The X-ray study for this picture comes from a girl with anorexia nervosa. The subject of anorexia has been widely discussed and there is a well formed philosophy around this condition. General opinion is that the anorectic is a person with seemingly contradictory beliefs. They believe they are too thin, they also believe they are too fat. There is a view that anorexia is a self-destructive act; the sufferer has a self-imposed death wish arising from a complex perception of body image.
A contrary philosophy has, however been put forward, arising from the link between food and pleasure. This opposite view is based on the consideration that it is a condition not just of the body, but also of the mind.
The reason people pay so much attention to eating is that it is a pleasure. Like addiction this pleasure drives a person to want to eat more. It could be claimed similarly; 1, pleasure derived from food is self-defeating because eating does not completely satisfy, and from each meal less pleasure is derived and 2, pleasure obtained is illusory because it depends on the body being in a disordered state – in hunger – and in need of repair.
Hunger is a physical condition and the enjoyment derived from eating and drinking (and also from sex) is a base pleasure that employs none of the higher faculties enjoyed by humans; cognition, abstract reasoning, and judgement.

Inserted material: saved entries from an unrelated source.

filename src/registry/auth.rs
//! Registry authentication
//!
//! [`AuthClient`] answers `401 Unauthorized` challenges. For a `Bearer` challenge
//! it requests a token from the advertised realm, anonymously or with basic
//! credentials, and replays the request once with that token. For a `Basic`
//! challenge it replays the request with the basic credentials.

use crate::config::RegistryAuth;
use crate::error::{LockError, Result};
use crate::logging::Logger;
use crate::registry::transport::HttpClient;
use async_trait::async_trait;
use base64::Engine;
use base64::engine::general_purpose::STANDARD;
use reqwest::header::{AUTHORIZATION, HeaderValue, WWW_AUTHENTICATE};
use reqwest::{Method, Request, Response, StatusCode};
use serde::Deserialize;
use std::collections::HashMap;
use std::sync::{PoisonError, RwLock};
use url::Url;

/// Parsed `WWW-Authenticate` header
#[derive(Debug, Clone, PartialEq, Eq)]
pub enum AuthChallenge {
    Bearer {
        realm: String,
        service: Option<String>,
        scope: Option<String>,
    },
    Basic,
}

impl AuthChallenge {
    /// Parse `Bearer realm="...",service="...",scope="repository:x:pull,push"`.
    /// Quoted values may contain commas.
    pub fn parse(header: &str) -> Option<Self> {
        let header = header.trim();
        let (scheme, rest) = header.split_once(' ').unwrap_or((header, ""));

        if scheme.eq_ignore_ascii_case("basic") {
            return Some(AuthChallenge::Basic);
        }
        if !scheme.eq_ignore_ascii_case("bearer") {
            return None;
        }

        let params = parse_params(rest);
        let realm = params.get("realm")?.clone();
        Some(AuthChallenge::Bearer {
            realm,
            service: params.get("service").cloned(),
            scope: params.get("scope").cloned(),
        })
    }
}

fn parse_params(input: &str) -> HashMap<String, String> {
    let mut params = HashMap::new();
    let mut chars = input.chars().peekable();

    loop {
        while matches!(chars.peek(), Some(c) if *c == ',' || c.is_whitespace()) {
            chars.next();
        }
        let key: String = chars.by_ref().take_while(|c| *c != '=').collect();
        if key.is_empty() {
            break;
        }

        let mut value = String::new();
        if chars.peek() == Some(&'"') {
            chars.next();
            while let Some(c) = chars.next() {
                match c {
                    '\\' => {
                        if let Some(escaped) = chars.next() {
                            value.push(escaped);
                        }
                    }
                    '"' => break,
                    _ => value.push(c),
                }
            }
        } else {
            while let Some(c) = chars.peek() {
                if *c == ',' {
                    break;
                }
                value.push(*c);
                chars.next();
            }
        }
        params.insert(key.trim().to_ascii_lowercase(), value.trim().to_string());
    }

    params
}

#[derive(Debug, Deserialize)]
struct TokenResponse {
    token: Option<String>,
    access_token: Option<String>,
}

/// Decorator that retries challenged requests with credentials
pub struct AuthClient<C> {
    inner: C,
    credentials: Option<RegistryAuth>,
    /// Last issued token per host, attached up front to later requests
    tokens: RwLock<HashMap<String, String>>,
    logger: Logger,
}

impl<C: HttpClient> AuthClient<C> {
    pub fn new(inner: C, credentials: Option<RegistryAuth>, logger: Logger) -> Self {
        Self {
            inner,
            credentials,
            tokens: RwLock::new(HashMap::new()),
            logger,
        }
    }

    fn cached_token(&self, host: &str) -> Option<String> {
        let tokens = self.tokens.read().unwrap_or_else(PoisonError::into_inner);
        tokens.get(host).cloned()
    }

    fn store_token(&self, host: &str, token: &str) {
        let mut tokens = self.tokens.write().unwrap_or_else(PoisonError::into_inner);
        tokens.insert(host.to_string(), token.to_string());
    }

    fn basic_header(&self) -> Option<HeaderValue> {
        let auth = self.credentials.as_ref()?;
        let encoded = STANDARD.encode(format!("{}:{}", auth.username, auth.password));
        HeaderValue::from_str(&format!("Basic {}", encoded)).ok()
    }

    async fn fetch_token(&self, realm: &str, service: Option<&str>, scope: Option<&str>) -> Result<String> {
        let mut url = Url::parse(realm)
            .map_err(|e| LockError::Auth(format!("invalid token realm {}: {}", realm, e)))?;
        {
            let mut query = url.query_pairs_mut();
            if let Some(service) = service {
                query.append_pair("service", service);
            }
            if let Some(scope) = scope {
                query.append_pair("scope", scope);
            }
        }

        self.logger.detail(&format!("Requesting token from: {}", url));

        let mut request = Request::new(Method::GET, url);
        if let Some(basic) = self.basic_header() {
            request.headers_mut().insert(AUTHORIZATION, basic);
        }

        let response = self.inner.execute(request).await?;
        let status = response.status();
        if !status.is_success() {
            let error_text = response
                .text()
                .await
                .unwrap_or_else(|_| "Failed to read error response".to_string());
            return Err(LockError::Auth(format!(
                "token request failed with status {}: {}",
                status, error_text
            )));
        }

        let body = response.bytes().await?;
        let token: TokenResponse = serde_json::from_slice(&body)
            .map_err(|e| LockError::Auth(format!("failed to parse token response: {}", e)))?;

        token
            .token
            .or(token.access_token)
            .filter(|t| !t.is_empty())
            .ok_or_else(|| LockError::Auth("token response did not contain a token".to_string()))
    }
}

#[async_trait]
impl<C: HttpClient> HttpClient for AuthClient<C> {
    async fn execute(&self, mut request: Request) -> Result<Response> {
        let host = request.url().host_str().unwrap_or_default().to_string();

        if !request.headers().contains_key(AUTHORIZATION) {
            if let Some(token) = self.cached_token(&host) {
                if let Ok(value) = HeaderValue::from_str(&format!("Bearer {}", token)) {
                    request.headers_mut().insert(AUTHORIZATION, value);
                }
            }
        }

        // Bodies are in-memory bytes, so a replay copy is always available
        let replay = request.try_clone();
        let response = self.inner.execute(request).await?;

        if response.status() != StatusCode::UNAUTHORIZED {
            return Ok(response);
        }
        let Some(mut replay) = replay else {
            return Ok(response);
        };
        let challenge = response
            .headers()
            .get(WWW_AUTHENTICATE)
            .and_then(|v| v.to_str().ok())
            .and_then(AuthChallenge::parse);

        let authorization = match challenge {
            Some(AuthChallenge::Bearer { realm, service, scope }) => {
                self.logger.debug(&format!(
                    "Bearer challenge: realm={}, service={:?}, scope={:?}",
                    realm, service, scope
                ));
                let token = self
                    .fetch_token(&realm, service.as_deref(), scope.as_deref())
                    .await?;
                self.store_token(&host, &token);
                HeaderValue::from_str(&format!("Bearer {}", token))
                    .map_err(|e| LockError::Auth(format!("unusable token: {}", e)))?
            }
            Some(AuthChallenge::Basic) => match self.basic_header() {
                Some(basic) => basic,
                None => return Ok(response),
            },
            None => return Ok(response),
        };

        replay.headers_mut().insert(AUTHORIZATION, authorization);
        self.inner.execute(replay).await
    }
}
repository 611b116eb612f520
use serde::{Deserialize, Serialize};

/// Why a CSV row was dropped before reaching the batch writer.
///
/// Lenient runs collect these instead of failing; strict runs turn the
/// malformed-key cases into run failures.
#[derive(Debug, Clone, PartialEq, Eq, Serialize, Deserialize)]
pub enum SkipReason {
    /// The `lesson` column was empty.
    MissingLessonKey,
    /// The `lesson` column did not match the composite key grammar.
    /// Carries the offending key text.
    MalformedLessonKey(String),
    /// The `level` column was empty or not a recognized level name.
    InvalidLevel(String),
    /// No theme exists for the row's `{theme}_{level}` key.
    UnknownTheme(String),
    /// No lesson exists for the resolved `(theme_id, order)` pair.
    UnknownLesson { theme_id: i64, order: u32 },
}

/// One dropped row, identified by its 0-based position in the source CSV.
#[derive(Debug, Clone, PartialEq, Eq, Serialize, Deserialize)]
pub struct SkippedRow {
    pub position: usize,
    pub word: String,
    pub reason: SkipReason,
}

/// Structured outcome of a seeding run, serialized to stdout as JSON
/// so callers can distinguish "rows seeded" from "rows skipped".
#[derive(Debug, Clone, Default, PartialEq, Eq, Serialize, Deserialize)]
pub struct SeedReport {
    pub rows_read: usize,
    pub themes_seeded: usize,
    pub lessons_seeded: usize,
    pub vocab_written: usize,
    pub skipped: Vec<SkippedRow>,
}

impl SeedReport {
    pub fn skip(&mut self, position: usize, word: &str, reason: SkipReason) {
        self.skipped.push(SkippedRow {
            position,
            word: word.to_string(),
            reason,
        });
    }
}

/// Outcome of one generic table-seeding run. Conflicts are rows whose
/// upsert hit a unique-constraint violation and were swallowed;
/// bad rows failed the typed column transform and never reached the
/// store.
#[derive(Debug, Clone, Default, PartialEq, Eq, Serialize, Deserialize)]
pub struct TableSeedReport {
    pub rows_read: usize,
    pub written: usize,
    pub conflicts: usize,
    pub bad_rows: usize,
}
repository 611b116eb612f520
//! CSV loading: file path in, ordered `RawRow` sequence out.

use crate::error::{Result, SeedError};
use csv::{ReaderBuilder, Trim};
use std::collections::HashMap;
use std::fs;
use std::path::Path;

/// One CSV data row: header name to trimmed cell text. Ephemeral, only
/// lives for the duration of a run.
pub type RawRow = HashMap<String, String>;

/// Reads the whole file into memory as raw rows. The first line is the
/// header; a leading UTF-8 BOM is stripped; cells are trimmed; lines
/// whose cells are all empty are dropped. No side effects beyond the
/// read itself.
pub fn load_rows(path: &Path) -> Result<Vec<RawRow>> {
    if !path.exists() {
        return Err(SeedError::FileNotFound(path.to_path_buf()));
    }
    let text = fs::read_to_string(path)?;
    let text = text.strip_prefix('\u{feff}').unwrap_or(&text);

    let mut reader = ReaderBuilder::new()
        .trim(Trim::All)
        .flexible(true)
        .from_reader(text.as_bytes());
    let headers = reader.headers()?.clone();

    let mut rows = Vec::new();
    for record in reader.records() {
        let record = record?;
        if record.iter().all(|cell| cell.is_empty()) {
            continue;
        }
        let row: RawRow = headers
            .iter()
            .zip(record.iter())
            .map(|(h, v)| (h.to_string(), v.to_string()))
            .collect();
        rows.push(row);
    }
    Ok(rows)
}

/// Cell accessor; missing columns read as empty.
pub fn field<'a>(row: &'a RawRow, name: &str) -> &'a str {
    row.get(name).map(String::as_str).unwrap_or("")
}

/// Cell accessor for nullable columns: empty string coalesces to None.
pub fn optional(row: &RawRow, name: &str) -> Option<String> {
    match field(row, name) {
        "" => None,
        value => Some(value.to_string()),
    }
}
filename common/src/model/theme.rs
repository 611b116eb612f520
use super::level::Level;
use serde::{Deserialize, Serialize};

/// A theme candidate derived from the CSV, not yet written to the store.
///
/// `(name, level)` is the natural key; the store assigns the id.
#[derive(Debug, Clone, PartialEq, Eq, Serialize, Deserialize)]
pub struct NewTheme {
    pub name: String,
    pub level: Level,
}

/// A theme row as read back from the store.
#[derive(Debug, Clone, PartialEq, Eq, Serialize, Deserialize)]
pub struct ThemeRecord {
    pub id: i64,
    pub name: String,
    pub level: Level,
}
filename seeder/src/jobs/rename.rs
//! Lesson-name maintenance job.
//!
//! Rewrites every lesson's name from the word of its lowest-id vocab:
//! `"{theme} - Lesson {order}: {word}"`, or `"{theme} - Lesson
//! {order}"` when the lesson has no vocab. This is the only update
//! path in the system and runs as a distinct job after seeding, so the
//! seeding run itself stays create-once.

use crate::error::Result;
use crate::store::SeedStore;
use log::info;

pub fn rename_lessons(store: &mut SeedStore) -> Result<usize> {
    let sources = store.lessons_with_first_word()?;
    let updates: Vec<(i64, String)> = sources
        .iter()
        .map(|s| {
            let name = match &s.first_word {
                Some(word) => format!("{} - Lesson {}: {}", s.theme_name, s.order, word),
                None => format!("{} - Lesson {}", s.theme_name, s.order),
            };
            (s.id, name)
        })
        .collect();

    let updated = store.apply_lesson_names(&updates)?;
    info!("renamed {} lessons", updated);
    Ok(updated)
}
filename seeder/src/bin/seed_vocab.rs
//! Full vocabulary seeding run: cleanup, CSV load, theme and lesson
//! resolution, vocab materialization, batched write. Prints the
//! structured run report as JSON on stdout.
//!
//! Usage: `seed_vocab [csv-path]` (defaults to
//! `$SEEDS_DIR/cleaned_vocab_refined.csv`).

use env_logger::Env;
use log::error;
use seeder::config::Config;
use seeder::pipeline::{self, RunOptions};
use seeder::store::SeedStore;
use std::env;
use std::path::PathBuf;
use std::process::ExitCode;

const DEFAULT_VOCAB_FILE: &str = "cleaned_vocab_refined.csv";

fn main() -> ExitCode {
    env_logger::init_from_env(Env::default().default_filter_or("info"));
    match run() {
        Ok(()) => ExitCode::SUCCESS,
        Err(err) => {
            error!("{err}");
            ExitCode::FAILURE
        }
    }
}

fn run() -> seeder::Result<()> {
    let config = Config::from_env()?;
    let csv_path = env::args()
        .nth(1)
        .map(PathBuf::from)
        .unwrap_or_else(|| config.seeds_dir.join(DEFAULT_VOCAB_FILE));

    let mut store = SeedStore::open(&config.database_path)?;
    let report = pipeline::run(
        &mut store,
        &RunOptions {
            csv_path,
            key_policy: config.key_policy,
        },
    )?;

    println!("{}", serde_json::to_string_pretty(&report)?);
    Ok(())
}
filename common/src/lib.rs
pub mod jobs;
pub mod model;
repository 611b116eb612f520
pub mod rename;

Arising from the opinion that eating is merely a base (animal) need, voluntary starvation can be interpreted as an opposite, possibly even a superior, (human) act. Extreme dieting could be explained as reaching for the very core of the human nature and starvation construed neither as mental illness nor “eating disorder”. On the contrary, in this way of thinking anorexia is a symptom of ordinary mortality, a viewpoint taken more seriously than usual; taken to its logical conclusion.
I do not adhere to this philosophy myself. It is however an interesting contrary point of view. It does not undermine the position that when a person with anorexia dies, that death is entirely avoidable. It does not take away from the distress of loved ones who find the death literally unbearable.
The picture includes quite prominently the image of the girl with two contrasting patterns arising from within her pulling in opposite directions.